Sempre che la società faccia la sua parte in questo ultimo giorno di mercato, molto deludente fino a questo punto. Precisiamo, nessuno pretende la sostituzione di un giocatore importante come Papu Gomez a gennaio perché l’acquisto di un calciatore forte nella sessione invernale lo si perfeziona solo investendo somme davvero ingenti. Però resta inconcepibile, imbarazzante, inenarrabile, incommentabile e, soprattutto, imperdonabile, il mancato arrivo di un centrocampista che possa costituire un’alternativa a Marten De Roon.

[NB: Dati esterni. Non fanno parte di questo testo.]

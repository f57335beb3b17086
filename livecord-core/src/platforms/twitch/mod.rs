// File: livecord-core/src/platforms/twitch/mod.rs

pub mod auth;
pub mod client;
pub mod provider;
pub mod requests;

pub use auth::{AppTokenCache, ClientCredentialsExchange};
pub use client::TwitchHelixClient;
pub use provider::HelixStatusProvider;
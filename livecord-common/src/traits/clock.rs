use chrono::{DateTime, Utc};

/// Source of wall-clock time, injectable for tests.
pub trait Clock: Send + Sync {
    fn now(&self) -> DateTime<Utc>;
}

#[derive(Debug, Clone, Copy, Default)]
pub struct SystemClock;

impl Clock for SystemClock {
    fn now(&self) -> DateTime<Utc> {
        Utc::now()
    }
}
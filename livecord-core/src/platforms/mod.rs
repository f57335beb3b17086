// File: src/platforms/mod.rs

pub mod discord;
pub mod twitch;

L’olandese è un punto fermo di questa Atalanta ma non si può pretendere che giochi sempre con queste gare che si disputano ogni tre giorni. Ma non può rifiatare, perché un suo alter ego in rosa non c’è. Ed è una mancanza da società dilettantistica, inutile indorare la pillola perché non serve.

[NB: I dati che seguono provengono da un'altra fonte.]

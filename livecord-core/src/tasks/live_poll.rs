// File: livecord-core/src/tasks/live_poll.rs

use std::time::Duration;

use tokio::sync::watch;
use tokio::task::JoinHandle;
use tokio::time::{interval, MissedTickBehavior};
use tracing::{debug, error, info, warn};

use crate::presence::NotificationEngine;

pub const DEFAULT_CHECK_INTERVAL: Duration = Duration::from_secs(60);

/// Runs one pass and logs the outcome. Never fails.
pub async fn run_live_check(engine: &mut NotificationEngine) {
    match engine.run_pass().await {
        Ok(report) if report.changed_anything() => {
            info!(
                live = report.live,
                sent = report.sent,
                edited = report.edited,
                cleared = report.cleared,
                suppressed = report.suppressed,
                failed = report.failed,
                "Live check complete"
            );
        }
        Ok(report) => {
            debug!(live = report.live, edited = report.edited, "Live check complete");
        }
        Err(e) if e.aborts_pass() => {
            warn!(error = %e, "Live check aborted; retrying next tick");
        }
        Err(e) => {
            error!(error = %e, "Live check failed");
        }
    }
}

/// Spawns the poll loop. The first pass runs immediately, then once per
/// `every`. Ticks that come due while a pass is running are skipped, so
/// passes never overlap or queue up.
///
/// Flip `shutdown` to `true` (or drop the sender) to stop; a pass already
/// in progress is allowed to finish.
pub fn spawn_live_poll_task(
    mut engine: NotificationEngine,
    every: Duration,
    mut shutdown: watch::Receiver<bool>,
) -> JoinHandle<()> {
    tokio::spawn(async move {
        let mut ticker = interval(every);
        ticker.set_missed_tick_behavior(MissedTickBehavior::Skip);
        info!(interval_secs = every.as_secs(), "Live poll task started");

        loop {
            tokio::select! {
                _ = ticker.tick() => {}
                changed = shutdown.changed() => {
                    if changed.is_err() || *shutdown.borrow() {
                        break;
                    }
                    continue;
                }
            }
            run_live_check(&mut engine).await;
        }

        info!("Live poll task stopped");
    })
}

Invece serve rinfrescare la memoria alla S.S Lazio, che si vanta della Coppa Italia esposta a Formello (cit. Massimiliano Farris, allenatore dal curriculum da pelle d’oca (Pomezia, Pomigliano, Viterbese, Sora, ammazza che squadroni)). Ricordiamo innanzitutto che la bacheca biancoceleste, tra il 1999 e il 2002, è stata costruita sulle sofferenze di 35mila risparmiatori, truffati dal crac Cirio dell’allora patron della Lazio Sergio Cragnotti (andarono in fumo bond per 1,125 miliardi di euro).

Poi, ricordiamo anche che nel 2005 la Lazio di Claudio Lotito usufruì di una legge “ad hoc” per spalmare in 23 anni il debito di 140 milioni di euro (non costruito dall’attuale patron laziale) con l’Agenzia delle Entrate, evitando così il fallimento (che ebbero altre società, come ad esempio la Salernitana Sport, non iscritta al campionato per un debito di 8 milioni di euro). Fallimento che non sarebbe comunque potuto avvenire perché bisognava preservare l’ordine pubblico, parole pronunciate dall’allora Presidente del Consiglio Silvio Berlusconi, che si preoccupava che Roma potesse essere messa a ferro e a fuoco dai tifosi laziali che certo non erano (e non lo sono attualmente) stinchi di santo.

Questa la storia. Per quanto riguarda la matematica, beh, il doppio confronto in campionato tra Lazio e Atalanta è terminato 5-4 in favore dei nerazzurri. Quindi, in caso di arrivo a pari punti, sarà la Dea a prevalere. Magari a Formello useranno un’altra matematica e quindi loro si riterranno più forti. Come si dice in questi casi? Ah sì, la regione è dei fessi.